• _Instructions to follow_
Pull each line with the string "Chance" from the entries.

(Stored data)
>>>

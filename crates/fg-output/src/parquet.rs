//! Parquet output backend (feature `parquet`).
//!
//! Creates three files in the configured output directory:
//! - `trajectories.parquet`
//! - `tick_summaries.parquet`
//! - `adjacency.parquet`

use std::fs::File;
use std::path::Path;
use std::sync::Arc;

use arrow::array::{BooleanBuilder, Float64Builder, UInt32Builder, UInt64Builder};
use arrow::datatypes::{DataType, Field, Schema};
use arrow::record_batch::RecordBatch;
use parquet::arrow::ArrowWriter;
use parquet::basic::Compression;
use parquet::file::properties::WriterProperties;

use crate::writer::OutputWriter;
use crate::{AdjacencyRow, OutputResult, TickSummaryRow, TrajectoryRow};

fn trajectory_schema() -> Arc<Schema> {
    Arc::new(Schema::new(vec![
        Field::new("step",            DataType::UInt64,  false),
        Field::new("agent_id",        DataType::UInt32,  false),
        Field::new("x",               DataType::Float64, false),
        Field::new("y",               DataType::Float64, false),
        Field::new("vx",              DataType::Float64, false),
        Field::new("vy",              DataType::Float64, false),
        Field::new("is_worm",         DataType::Boolean, false),
        Field::new("social",          DataType::Boolean, false),
        Field::new("strain_specific", DataType::Boolean, false),
        Field::new("attractive",      DataType::Boolean, false),
        Field::new("range",           DataType::Float64, false),
    ]))
}

fn summary_schema() -> Arc<Schema> {
    Arc::new(Schema::new(vec![
        Field::new("tick",          DataType::UInt64, false),
        Field::new("elapsed_secs",  DataType::UInt64, false),
        Field::new("activated",     DataType::UInt64, false),
        Field::new("moved",         DataType::UInt64, false),
        Field::new("signals_live",  DataType::UInt64, false),
        Field::new("emitted",       DataType::UInt64, false),
        Field::new("removed",       DataType::UInt64, false),
        Field::new("food_consumed", DataType::UInt64, false),
        Field::new("total_food",    DataType::UInt64, false),
    ]))
}

fn adjacency_schema() -> Arc<Schema> {
    Arc::new(Schema::new(vec![
        Field::new("step", DataType::UInt64, false),
        Field::new("from", DataType::UInt32, false),
        Field::new("to",   DataType::UInt32, false),
    ]))
}

fn snappy_props() -> WriterProperties {
    WriterProperties::builder()
        .set_compression(Compression::SNAPPY)
        .build()
}

fn open(dir: &Path, name: &str, schema: &Arc<Schema>) -> OutputResult<ArrowWriter<File>> {
    let file = File::create(dir.join(name))?;
    Ok(ArrowWriter::try_new(file, Arc::clone(schema), Some(snappy_props()))?)
}

/// Writes simulation output to three Parquet files.
///
/// `finish()` **must** be called to write the Parquet file footer; files
/// written without calling `finish()` cannot be opened by Parquet readers.
pub struct ParquetWriter {
    trajectories: Option<ArrowWriter<File>>,
    summaries:    Option<ArrowWriter<File>>,
    adjacency:    Option<ArrowWriter<File>>,
    traj_schema:  Arc<Schema>,
    summ_schema:  Arc<Schema>,
    adj_schema:   Arc<Schema>,
}

impl ParquetWriter {
    /// Create the Parquet files in `dir`.
    pub fn new(dir: &Path) -> OutputResult<Self> {
        let traj_schema = trajectory_schema();
        let summ_schema = summary_schema();
        let adj_schema = adjacency_schema();

        Ok(Self {
            trajectories: Some(open(dir, "trajectories.parquet", &traj_schema)?),
            summaries:    Some(open(dir, "tick_summaries.parquet", &summ_schema)?),
            adjacency:    Some(open(dir, "adjacency.parquet", &adj_schema)?),
            traj_schema,
            summ_schema,
            adj_schema,
        })
    }
}

impl OutputWriter for ParquetWriter {
    fn write_trajectory(&mut self, rows: &[TrajectoryRow]) -> OutputResult<()> {
        if rows.is_empty() {
            return Ok(());
        }
        let Some(writer) = self.trajectories.as_mut() else {
            return Ok(());
        };

        let mut steps       = UInt64Builder::new();
        let mut agent_ids   = UInt32Builder::new();
        let mut xs          = Float64Builder::new();
        let mut ys          = Float64Builder::new();
        let mut vxs         = Float64Builder::new();
        let mut vys         = Float64Builder::new();
        let mut is_worms    = BooleanBuilder::new();
        let mut socials     = BooleanBuilder::new();
        let mut strains     = BooleanBuilder::new();
        let mut attractives = BooleanBuilder::new();
        let mut ranges      = Float64Builder::new();

        for row in rows {
            steps.append_value(row.step);
            agent_ids.append_value(row.agent_id);
            xs.append_value(row.x);
            ys.append_value(row.y);
            vxs.append_value(row.vx);
            vys.append_value(row.vy);
            is_worms.append_value(row.is_worm);
            socials.append_value(row.social);
            strains.append_value(row.strain_specific);
            attractives.append_value(row.attractive);
            ranges.append_value(row.range);
        }

        let batch = RecordBatch::try_new(
            Arc::clone(&self.traj_schema),
            vec![
                Arc::new(steps.finish()),
                Arc::new(agent_ids.finish()),
                Arc::new(xs.finish()),
                Arc::new(ys.finish()),
                Arc::new(vxs.finish()),
                Arc::new(vys.finish()),
                Arc::new(is_worms.finish()),
                Arc::new(socials.finish()),
                Arc::new(strains.finish()),
                Arc::new(attractives.finish()),
                Arc::new(ranges.finish()),
            ],
        )?;
        writer.write(&batch)?;
        Ok(())
    }

    fn write_tick_summary(&mut self, row: &TickSummaryRow) -> OutputResult<()> {
        let Some(writer) = self.summaries.as_mut() else {
            return Ok(());
        };

        let columns = [
            row.tick,
            row.elapsed_secs,
            row.activated,
            row.moved,
            row.signals_live,
            row.emitted,
            row.removed,
            row.food_consumed,
            row.total_food,
        ];
        let arrays = columns
            .iter()
            .map(|&v| {
                let mut b = UInt64Builder::new();
                b.append_value(v);
                Arc::new(b.finish()) as arrow::array::ArrayRef
            })
            .collect();

        let batch = RecordBatch::try_new(Arc::clone(&self.summ_schema), arrays)?;
        writer.write(&batch)?;
        Ok(())
    }

    fn write_adjacency(&mut self, rows: &[AdjacencyRow]) -> OutputResult<()> {
        if rows.is_empty() {
            return Ok(());
        }
        let Some(writer) = self.adjacency.as_mut() else {
            return Ok(());
        };

        let mut steps = UInt64Builder::new();
        let mut froms = UInt32Builder::new();
        let mut tos   = UInt32Builder::new();
        for row in rows {
            steps.append_value(row.step);
            froms.append_value(row.from);
            tos.append_value(row.to);
        }

        let batch = RecordBatch::try_new(
            Arc::clone(&self.adj_schema),
            vec![Arc::new(steps.finish()), Arc::new(froms.finish()), Arc::new(tos.finish())],
        )?;
        writer.write(&batch)?;
        Ok(())
    }

    fn finish(&mut self) -> OutputResult<()> {
        for w in [self.trajectories.take(), self.summaries.take(), self.adjacency.take()].into_iter().flatten() {
            w.close()?;
        }
        Ok(())
    }
}
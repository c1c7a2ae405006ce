//! `fg-core`: foundational types for the forager simulation workspace.
//!
//! This crate is a dependency of every other `fg-*` crate.  It has no `fg-*`
//! dependencies and minimal external ones (only `rand` and `thiserror`,
//! plus optional `serde`).
//!
//! # What lives here
//!
//! | Module          | Contents                                              |
//! |-----------------|-------------------------------------------------------|
//! | [`ids`]         | `ForagerId`, `SignalId`                               |
//! | [`geo`]         | `Point` (continuous), `Cell` (grid)                   |
//! | [`time`]        | `Tick`, `SimClock`, `SimConfig`                       |
//! | [`rng`]         | `SimRng` (the single per-simulation random source)    |
//! | [`error`]       | `FgError`, `FgResult`                                 |
//!
//! # Feature flags
//!
//! | Flag    | Effect                                                     |
//! |---------|------------------------------------------------------------|
//! | `serde` | Adds `Serialize`/`Deserialize` to all public types.        |

pub mod error;
pub mod geo;
pub mod ids;
pub mod rng;
pub mod time;

#[cfg(test)]
mod tests;

// ── Re-exports ────────────────────────────────────────────────────────────────

pub use error::{FgError, FgResult, ensure_non_negative, ensure_probability};
pub use geo::{Cell, Point};
pub use ids::{ForagerId, SignalId};
pub use rng::SimRng;
pub use time::{SimClock, SimConfig, Tick};
//! `fg-sim`: tick loop orchestrator for the forager simulations.
//!
//! # Tick loop
//!
//! ```text
//! for tick in 0..config.total_ticks:
//!   ① Snapshot   live entities, shuffled with the simulation RNG.
//!   ② Activate   for each entity still live:
//!                  forager → (grid: feed on own cell) → replan → apply intents
//!                  signal  → age one tick; removed below threshold
//!   ③ Commit     signals emitted this tick join the schedule for the next.
//!   ④ Observe    tick summary, then a snapshot every output interval.
//! ```
//!
//! Intents are applied as soon as the forager that produced them returns, so
//! later foragers in the same tick see the moves of earlier ones.
//!
//! # Two simulations, one step API
//!
//! | Type          | Space          | Behavior trait  | Entities           |
//! |---------------|----------------|-----------------|--------------------|
//! | [`GridSim`]   | `Grid` + food  | `GridBehavior`  | foragers           |
//! | [`SwarmSim`]  | `Torus`        | `SwarmBehavior` | foragers + signals |
//!
//! Both implement [`Simulation`], whose provided methods own the run loop.
//! [`build_simulation`] turns a [`ScenarioConfig`] into a boxed simulation.
//!
//! # Cargo features
//!
//! | Feature   | Effect                                                    |
//! |-----------|-----------------------------------------------------------|
//! | `serde`   | `Serialize`/`Deserialize` for `ScenarioConfig` and parts. |
//! | `fx-hash` | FxHash for the occupancy index and live-entity set.       |
//!
//! # Quick-start
//!
//! ```rust,ignore
//! use fg_sim::{NoopObserver, ScenarioConfig, Simulation, build_simulation};
//!
//! let mut sim = build_simulation(&ScenarioConfig::default())?;
//! let ticks = sim.run_until_food_below(0.1, 10_000, &mut NoopObserver)?;
//! ```

pub mod builder;
pub mod error;
pub mod grid;
pub mod observer;
pub mod scenario;
pub mod simulation;
pub mod snapshot;
pub mod swarm;


pub use builder::{GridSimBuilder, SwarmSimBuilder};
pub use error::{SimError, SimResult};
pub use grid::GridSim;
pub use observer::{NoopObserver, SimObserver};
pub use scenario::{ForagerConfig, ModelKind, ScenarioConfig, SpaceConfig, build_simulation};
pub use simulation::Simulation;
pub use snapshot::{AgentSnapshot, TickSummary};
pub use swarm::SwarmSim;
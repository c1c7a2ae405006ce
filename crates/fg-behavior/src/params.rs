//! Constants of the continuous model shared by the whole population.

use fg_core::{FgResult, ensure_non_negative, ensure_probability};
use fg_signal::SignalParams;

/// Speed and emission settings for continuous-domain foragers.
#[derive(Copy, Clone, Debug, PartialEq)]
#[cfg_attr(feature = "serde", derive(serde::Serialize, serde::Deserialize))]
#[cfg_attr(feature = "serde", serde(default))]
pub struct SwarmParams {
    /// Distance covered per tick.
    pub speed:            f64,
    /// Chance of depositing a signal on each activation.
    pub emit_probability: f64,
    /// Chance that a deposited signal is attractive rather than repulsive.
    pub attractive_bias:  f64,
    /// Constants of every deposited source.
    pub signal:           SignalParams,
}

impl Default for SwarmParams {
    fn default() -> Self {
        Self {
            speed:            5.0,
            emit_probability: 0.5,
            attractive_bias:  0.5,
            signal:           SignalParams::default(),
        }
    }
}

impl SwarmParams {
    pub fn validate(&self) -> FgResult<()> {
        ensure_non_negative("speed", self.speed)?;
        ensure_probability("emit_probability", self.emit_probability)?;
        ensure_probability("attractive_bias", self.attractive_bias)?;
        self.signal.validate()
    }
}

<<<

• _Problem solution_
    /// Chance of depositing a signal on each activation.
    /// Chance that a deposited signal is attractive rather than repulsive.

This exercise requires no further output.